**Task goal**. Reproduce each line from the records that holds "reqwest".

**Input records**.
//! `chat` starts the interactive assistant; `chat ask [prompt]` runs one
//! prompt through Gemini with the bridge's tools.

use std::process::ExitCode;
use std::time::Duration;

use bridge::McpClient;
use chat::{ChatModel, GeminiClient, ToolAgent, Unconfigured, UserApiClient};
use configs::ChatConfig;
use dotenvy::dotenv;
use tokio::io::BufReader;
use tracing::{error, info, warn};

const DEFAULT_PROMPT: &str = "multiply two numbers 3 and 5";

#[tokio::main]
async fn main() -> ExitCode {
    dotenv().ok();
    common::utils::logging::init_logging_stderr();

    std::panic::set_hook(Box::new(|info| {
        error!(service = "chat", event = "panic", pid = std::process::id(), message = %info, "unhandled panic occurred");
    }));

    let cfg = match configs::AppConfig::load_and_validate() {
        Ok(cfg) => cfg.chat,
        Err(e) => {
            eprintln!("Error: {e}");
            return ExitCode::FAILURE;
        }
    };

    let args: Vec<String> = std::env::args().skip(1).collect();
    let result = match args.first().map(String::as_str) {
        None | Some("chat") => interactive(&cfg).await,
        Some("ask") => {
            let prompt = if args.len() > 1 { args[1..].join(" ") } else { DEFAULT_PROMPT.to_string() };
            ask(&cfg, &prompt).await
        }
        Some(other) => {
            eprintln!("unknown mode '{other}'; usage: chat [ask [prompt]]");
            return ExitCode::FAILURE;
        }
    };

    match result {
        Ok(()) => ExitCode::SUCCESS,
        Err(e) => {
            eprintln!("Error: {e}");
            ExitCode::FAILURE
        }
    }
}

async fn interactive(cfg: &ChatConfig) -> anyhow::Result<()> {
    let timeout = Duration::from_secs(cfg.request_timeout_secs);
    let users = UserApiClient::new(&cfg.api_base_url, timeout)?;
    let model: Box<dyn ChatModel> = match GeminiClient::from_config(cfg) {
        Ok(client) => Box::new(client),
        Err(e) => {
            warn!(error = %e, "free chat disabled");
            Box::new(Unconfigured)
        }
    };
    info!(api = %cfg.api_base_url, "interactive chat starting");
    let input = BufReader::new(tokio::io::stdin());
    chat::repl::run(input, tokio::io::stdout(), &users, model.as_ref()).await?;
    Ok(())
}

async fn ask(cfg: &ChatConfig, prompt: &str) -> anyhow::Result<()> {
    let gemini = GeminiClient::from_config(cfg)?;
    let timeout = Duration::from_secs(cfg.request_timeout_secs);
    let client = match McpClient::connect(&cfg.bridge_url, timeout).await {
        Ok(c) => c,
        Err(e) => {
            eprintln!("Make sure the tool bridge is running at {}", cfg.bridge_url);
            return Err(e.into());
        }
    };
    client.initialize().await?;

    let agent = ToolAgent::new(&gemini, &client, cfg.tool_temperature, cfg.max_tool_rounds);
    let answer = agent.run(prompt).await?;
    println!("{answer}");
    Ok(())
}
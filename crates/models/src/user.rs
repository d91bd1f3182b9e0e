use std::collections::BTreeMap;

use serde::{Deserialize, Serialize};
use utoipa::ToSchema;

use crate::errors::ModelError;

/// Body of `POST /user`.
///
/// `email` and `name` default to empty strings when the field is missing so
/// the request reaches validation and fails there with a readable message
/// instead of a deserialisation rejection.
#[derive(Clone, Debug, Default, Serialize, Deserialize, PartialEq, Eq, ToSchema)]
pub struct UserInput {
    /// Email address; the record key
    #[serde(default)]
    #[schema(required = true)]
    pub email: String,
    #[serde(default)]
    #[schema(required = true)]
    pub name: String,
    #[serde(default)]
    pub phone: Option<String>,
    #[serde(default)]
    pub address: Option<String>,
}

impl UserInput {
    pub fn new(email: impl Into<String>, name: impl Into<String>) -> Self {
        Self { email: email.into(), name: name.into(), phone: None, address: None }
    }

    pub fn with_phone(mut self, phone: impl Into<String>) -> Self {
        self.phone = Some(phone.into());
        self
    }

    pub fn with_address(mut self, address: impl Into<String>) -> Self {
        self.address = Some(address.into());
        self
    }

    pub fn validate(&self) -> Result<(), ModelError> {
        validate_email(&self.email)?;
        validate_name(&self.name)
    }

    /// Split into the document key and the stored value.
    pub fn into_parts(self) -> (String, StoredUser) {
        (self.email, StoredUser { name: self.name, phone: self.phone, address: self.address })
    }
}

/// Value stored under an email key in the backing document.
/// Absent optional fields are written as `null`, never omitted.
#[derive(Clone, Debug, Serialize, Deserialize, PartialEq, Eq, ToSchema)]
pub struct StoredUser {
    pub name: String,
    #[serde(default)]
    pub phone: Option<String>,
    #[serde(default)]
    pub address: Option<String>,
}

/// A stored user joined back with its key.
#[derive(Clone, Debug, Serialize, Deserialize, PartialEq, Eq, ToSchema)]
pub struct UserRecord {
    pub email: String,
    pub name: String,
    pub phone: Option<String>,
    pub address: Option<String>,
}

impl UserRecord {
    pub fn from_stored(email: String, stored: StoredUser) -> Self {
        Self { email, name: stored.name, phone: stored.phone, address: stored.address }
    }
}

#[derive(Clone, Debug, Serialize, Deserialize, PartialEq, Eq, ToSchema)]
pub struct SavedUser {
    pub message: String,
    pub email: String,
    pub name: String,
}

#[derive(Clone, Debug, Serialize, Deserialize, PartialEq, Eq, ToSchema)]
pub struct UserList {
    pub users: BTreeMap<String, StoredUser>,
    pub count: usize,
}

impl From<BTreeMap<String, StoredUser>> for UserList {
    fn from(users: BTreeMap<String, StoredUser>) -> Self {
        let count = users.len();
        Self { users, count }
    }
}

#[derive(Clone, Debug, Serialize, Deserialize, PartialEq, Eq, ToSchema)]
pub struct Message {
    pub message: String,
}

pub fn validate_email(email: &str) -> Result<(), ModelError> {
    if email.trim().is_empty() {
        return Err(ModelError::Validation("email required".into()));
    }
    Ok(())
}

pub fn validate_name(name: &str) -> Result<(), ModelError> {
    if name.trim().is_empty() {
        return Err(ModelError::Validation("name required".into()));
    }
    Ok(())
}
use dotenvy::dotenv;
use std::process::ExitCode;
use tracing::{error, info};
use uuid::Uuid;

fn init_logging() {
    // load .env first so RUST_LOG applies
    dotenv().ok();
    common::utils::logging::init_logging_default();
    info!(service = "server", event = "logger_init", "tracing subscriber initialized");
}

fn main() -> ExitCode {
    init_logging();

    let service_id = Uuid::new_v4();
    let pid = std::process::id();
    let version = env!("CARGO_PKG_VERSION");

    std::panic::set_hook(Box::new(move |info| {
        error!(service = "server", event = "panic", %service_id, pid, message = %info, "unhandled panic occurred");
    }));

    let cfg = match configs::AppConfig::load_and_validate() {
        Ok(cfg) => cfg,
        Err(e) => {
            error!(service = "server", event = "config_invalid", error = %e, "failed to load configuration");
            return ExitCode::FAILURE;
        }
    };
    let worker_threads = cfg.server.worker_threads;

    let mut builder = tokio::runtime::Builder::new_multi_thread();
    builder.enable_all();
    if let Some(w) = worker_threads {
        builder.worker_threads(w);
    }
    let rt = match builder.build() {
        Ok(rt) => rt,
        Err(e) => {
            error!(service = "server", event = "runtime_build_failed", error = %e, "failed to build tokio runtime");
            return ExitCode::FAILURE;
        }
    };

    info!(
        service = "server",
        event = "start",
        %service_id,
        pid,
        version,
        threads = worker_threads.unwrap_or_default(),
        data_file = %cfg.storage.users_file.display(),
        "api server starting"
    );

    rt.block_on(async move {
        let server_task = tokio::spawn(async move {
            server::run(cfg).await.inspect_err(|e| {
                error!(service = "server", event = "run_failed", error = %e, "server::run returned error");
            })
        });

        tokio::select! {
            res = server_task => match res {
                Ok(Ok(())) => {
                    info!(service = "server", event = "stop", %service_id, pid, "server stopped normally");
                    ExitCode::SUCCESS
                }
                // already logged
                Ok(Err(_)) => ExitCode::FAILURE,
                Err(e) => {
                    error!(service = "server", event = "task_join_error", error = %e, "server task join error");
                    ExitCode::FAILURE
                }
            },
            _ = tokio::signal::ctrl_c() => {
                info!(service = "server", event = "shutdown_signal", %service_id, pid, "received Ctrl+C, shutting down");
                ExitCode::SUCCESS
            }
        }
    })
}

* * *

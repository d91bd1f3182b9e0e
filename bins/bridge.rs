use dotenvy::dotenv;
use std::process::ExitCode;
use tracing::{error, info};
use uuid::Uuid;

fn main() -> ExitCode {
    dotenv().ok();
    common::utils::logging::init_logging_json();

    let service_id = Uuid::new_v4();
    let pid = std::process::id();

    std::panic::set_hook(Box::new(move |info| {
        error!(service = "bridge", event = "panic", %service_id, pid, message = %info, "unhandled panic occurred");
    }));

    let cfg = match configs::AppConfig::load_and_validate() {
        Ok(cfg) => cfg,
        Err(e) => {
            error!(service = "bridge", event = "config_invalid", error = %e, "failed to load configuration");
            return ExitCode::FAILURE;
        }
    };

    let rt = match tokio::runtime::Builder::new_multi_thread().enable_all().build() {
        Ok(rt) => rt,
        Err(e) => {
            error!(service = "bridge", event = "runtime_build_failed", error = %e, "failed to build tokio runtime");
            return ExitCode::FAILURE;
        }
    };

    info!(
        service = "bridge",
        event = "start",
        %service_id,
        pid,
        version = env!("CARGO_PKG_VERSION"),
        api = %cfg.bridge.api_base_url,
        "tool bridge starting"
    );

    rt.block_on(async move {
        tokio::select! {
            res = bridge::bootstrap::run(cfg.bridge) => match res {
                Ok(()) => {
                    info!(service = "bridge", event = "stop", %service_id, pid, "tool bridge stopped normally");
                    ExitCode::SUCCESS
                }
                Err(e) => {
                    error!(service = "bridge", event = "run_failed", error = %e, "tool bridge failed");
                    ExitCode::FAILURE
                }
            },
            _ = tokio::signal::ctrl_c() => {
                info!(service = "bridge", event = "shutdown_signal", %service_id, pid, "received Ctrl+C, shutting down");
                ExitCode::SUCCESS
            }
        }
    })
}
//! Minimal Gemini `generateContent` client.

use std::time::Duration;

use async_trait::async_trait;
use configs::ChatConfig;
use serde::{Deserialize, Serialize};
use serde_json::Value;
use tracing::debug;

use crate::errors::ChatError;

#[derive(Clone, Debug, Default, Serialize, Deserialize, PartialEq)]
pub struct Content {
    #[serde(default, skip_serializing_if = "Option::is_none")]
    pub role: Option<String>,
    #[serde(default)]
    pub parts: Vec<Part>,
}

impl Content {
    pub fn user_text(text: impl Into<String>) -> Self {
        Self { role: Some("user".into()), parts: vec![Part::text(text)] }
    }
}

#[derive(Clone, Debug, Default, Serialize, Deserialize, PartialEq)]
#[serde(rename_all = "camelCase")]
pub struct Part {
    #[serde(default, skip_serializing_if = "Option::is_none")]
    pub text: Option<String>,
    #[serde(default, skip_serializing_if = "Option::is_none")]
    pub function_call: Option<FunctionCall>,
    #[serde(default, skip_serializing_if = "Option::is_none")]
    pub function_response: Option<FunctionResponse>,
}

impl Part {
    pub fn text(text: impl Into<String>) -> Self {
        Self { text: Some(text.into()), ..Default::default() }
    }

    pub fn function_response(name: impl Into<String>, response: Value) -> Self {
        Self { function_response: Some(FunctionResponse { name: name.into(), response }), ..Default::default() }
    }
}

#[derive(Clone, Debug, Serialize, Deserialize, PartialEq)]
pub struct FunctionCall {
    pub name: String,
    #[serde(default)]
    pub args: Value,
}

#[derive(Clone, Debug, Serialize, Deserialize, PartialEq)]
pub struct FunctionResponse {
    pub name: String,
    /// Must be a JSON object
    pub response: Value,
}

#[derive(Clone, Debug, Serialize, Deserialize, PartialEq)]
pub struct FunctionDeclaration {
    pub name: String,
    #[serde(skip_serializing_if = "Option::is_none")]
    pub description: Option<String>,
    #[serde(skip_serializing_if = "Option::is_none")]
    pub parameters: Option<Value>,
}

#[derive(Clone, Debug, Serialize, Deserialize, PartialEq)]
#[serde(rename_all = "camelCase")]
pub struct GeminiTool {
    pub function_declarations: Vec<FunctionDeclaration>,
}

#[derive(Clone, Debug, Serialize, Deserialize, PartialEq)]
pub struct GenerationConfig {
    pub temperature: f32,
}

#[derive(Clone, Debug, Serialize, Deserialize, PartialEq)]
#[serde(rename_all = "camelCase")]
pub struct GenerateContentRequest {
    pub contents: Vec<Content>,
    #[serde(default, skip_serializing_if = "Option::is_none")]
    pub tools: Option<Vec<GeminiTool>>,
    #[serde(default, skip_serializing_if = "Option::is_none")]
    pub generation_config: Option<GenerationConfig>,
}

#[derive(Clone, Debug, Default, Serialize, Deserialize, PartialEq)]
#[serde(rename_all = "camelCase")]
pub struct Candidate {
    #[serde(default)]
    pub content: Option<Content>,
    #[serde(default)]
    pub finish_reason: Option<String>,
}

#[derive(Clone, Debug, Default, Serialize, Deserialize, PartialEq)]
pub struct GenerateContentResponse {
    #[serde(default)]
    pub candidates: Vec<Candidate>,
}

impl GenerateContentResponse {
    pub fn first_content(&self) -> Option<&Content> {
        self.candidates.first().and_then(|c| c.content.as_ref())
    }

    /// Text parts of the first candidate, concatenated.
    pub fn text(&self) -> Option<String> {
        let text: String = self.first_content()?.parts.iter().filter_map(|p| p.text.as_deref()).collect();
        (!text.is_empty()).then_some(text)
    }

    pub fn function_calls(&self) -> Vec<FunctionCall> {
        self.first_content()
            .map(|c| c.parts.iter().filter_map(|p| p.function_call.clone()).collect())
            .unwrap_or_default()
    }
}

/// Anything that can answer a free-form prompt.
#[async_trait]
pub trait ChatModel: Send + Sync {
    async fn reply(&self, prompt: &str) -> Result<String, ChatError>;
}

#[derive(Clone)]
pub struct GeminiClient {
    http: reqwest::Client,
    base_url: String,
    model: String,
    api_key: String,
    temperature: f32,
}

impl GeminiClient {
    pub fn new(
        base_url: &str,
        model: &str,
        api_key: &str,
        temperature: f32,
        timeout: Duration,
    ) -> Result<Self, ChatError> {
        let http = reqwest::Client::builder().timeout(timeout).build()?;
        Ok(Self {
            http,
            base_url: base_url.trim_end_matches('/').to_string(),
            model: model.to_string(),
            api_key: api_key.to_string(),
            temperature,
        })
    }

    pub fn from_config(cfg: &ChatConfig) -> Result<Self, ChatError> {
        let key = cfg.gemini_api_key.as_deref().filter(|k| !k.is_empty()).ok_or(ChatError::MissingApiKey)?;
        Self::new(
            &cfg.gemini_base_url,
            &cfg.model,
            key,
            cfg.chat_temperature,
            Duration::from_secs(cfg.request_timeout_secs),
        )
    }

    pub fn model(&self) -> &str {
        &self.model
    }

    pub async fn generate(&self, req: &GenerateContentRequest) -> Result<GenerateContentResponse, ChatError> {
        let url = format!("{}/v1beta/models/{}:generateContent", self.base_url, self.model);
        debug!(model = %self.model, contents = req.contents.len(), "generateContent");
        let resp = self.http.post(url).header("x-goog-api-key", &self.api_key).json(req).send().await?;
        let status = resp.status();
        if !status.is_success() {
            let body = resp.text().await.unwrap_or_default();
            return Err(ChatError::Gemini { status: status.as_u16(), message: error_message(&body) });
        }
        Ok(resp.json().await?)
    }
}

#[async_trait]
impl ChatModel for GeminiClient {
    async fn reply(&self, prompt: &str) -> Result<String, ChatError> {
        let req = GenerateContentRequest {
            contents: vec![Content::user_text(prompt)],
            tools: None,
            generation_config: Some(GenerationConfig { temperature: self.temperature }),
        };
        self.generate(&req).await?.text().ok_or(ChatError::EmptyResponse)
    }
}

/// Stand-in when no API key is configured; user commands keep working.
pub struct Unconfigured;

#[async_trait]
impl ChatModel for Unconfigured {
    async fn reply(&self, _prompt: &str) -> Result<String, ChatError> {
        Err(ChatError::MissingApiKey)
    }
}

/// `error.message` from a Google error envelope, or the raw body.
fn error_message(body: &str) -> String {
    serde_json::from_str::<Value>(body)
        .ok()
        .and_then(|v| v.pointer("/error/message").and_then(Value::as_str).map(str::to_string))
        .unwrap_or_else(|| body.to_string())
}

* * *

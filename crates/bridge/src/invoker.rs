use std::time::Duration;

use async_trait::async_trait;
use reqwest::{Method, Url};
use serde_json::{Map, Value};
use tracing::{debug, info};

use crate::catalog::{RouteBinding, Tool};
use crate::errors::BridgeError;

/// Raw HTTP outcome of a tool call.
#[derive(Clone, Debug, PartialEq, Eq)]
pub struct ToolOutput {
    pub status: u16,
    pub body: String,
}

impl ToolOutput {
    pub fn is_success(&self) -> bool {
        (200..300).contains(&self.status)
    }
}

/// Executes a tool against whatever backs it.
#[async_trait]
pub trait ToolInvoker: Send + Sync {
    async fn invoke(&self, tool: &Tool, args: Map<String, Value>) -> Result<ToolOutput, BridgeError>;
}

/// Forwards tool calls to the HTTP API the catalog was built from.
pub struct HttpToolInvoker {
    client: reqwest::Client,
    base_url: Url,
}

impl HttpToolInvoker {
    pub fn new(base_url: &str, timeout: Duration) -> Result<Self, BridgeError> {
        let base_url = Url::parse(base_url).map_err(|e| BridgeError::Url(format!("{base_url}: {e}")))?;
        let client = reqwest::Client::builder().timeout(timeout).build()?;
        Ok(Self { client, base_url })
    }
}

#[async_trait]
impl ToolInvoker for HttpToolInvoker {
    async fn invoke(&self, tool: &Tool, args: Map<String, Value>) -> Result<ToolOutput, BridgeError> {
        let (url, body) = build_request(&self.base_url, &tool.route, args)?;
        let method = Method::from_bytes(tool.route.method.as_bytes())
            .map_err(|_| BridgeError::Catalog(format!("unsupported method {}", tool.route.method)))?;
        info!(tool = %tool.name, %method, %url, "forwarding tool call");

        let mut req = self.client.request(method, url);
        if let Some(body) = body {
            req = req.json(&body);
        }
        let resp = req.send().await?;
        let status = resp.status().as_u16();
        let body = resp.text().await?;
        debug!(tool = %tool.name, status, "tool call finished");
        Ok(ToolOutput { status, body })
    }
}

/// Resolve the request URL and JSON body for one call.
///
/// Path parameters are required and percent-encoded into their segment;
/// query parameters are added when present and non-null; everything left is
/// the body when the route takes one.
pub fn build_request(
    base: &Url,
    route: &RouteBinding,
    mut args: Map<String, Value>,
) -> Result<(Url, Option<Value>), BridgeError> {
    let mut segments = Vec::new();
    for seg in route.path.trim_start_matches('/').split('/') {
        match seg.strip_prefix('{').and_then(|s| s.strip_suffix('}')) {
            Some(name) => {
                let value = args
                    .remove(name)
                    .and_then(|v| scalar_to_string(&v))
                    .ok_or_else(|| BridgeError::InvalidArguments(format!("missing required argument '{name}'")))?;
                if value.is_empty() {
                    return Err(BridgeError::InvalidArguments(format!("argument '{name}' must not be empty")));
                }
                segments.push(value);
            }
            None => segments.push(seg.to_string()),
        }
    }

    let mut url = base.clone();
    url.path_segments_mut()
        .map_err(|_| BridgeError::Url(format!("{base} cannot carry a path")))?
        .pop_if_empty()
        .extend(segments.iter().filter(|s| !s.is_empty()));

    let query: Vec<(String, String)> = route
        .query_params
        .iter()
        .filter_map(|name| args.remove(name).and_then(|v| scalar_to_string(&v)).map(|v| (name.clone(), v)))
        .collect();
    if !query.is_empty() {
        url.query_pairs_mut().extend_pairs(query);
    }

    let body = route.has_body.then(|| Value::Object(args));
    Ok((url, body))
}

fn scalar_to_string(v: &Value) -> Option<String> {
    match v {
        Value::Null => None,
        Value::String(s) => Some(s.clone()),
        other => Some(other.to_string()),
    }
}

**Response area**.
    http: reqwest::Client,
        let http = reqwest::Client::builder().timeout(timeout).build()?;
use reqwest::{Method, Url};
    client: reqwest::Client,
        let client = reqwest::Client::builder().timeout(timeout).build()?;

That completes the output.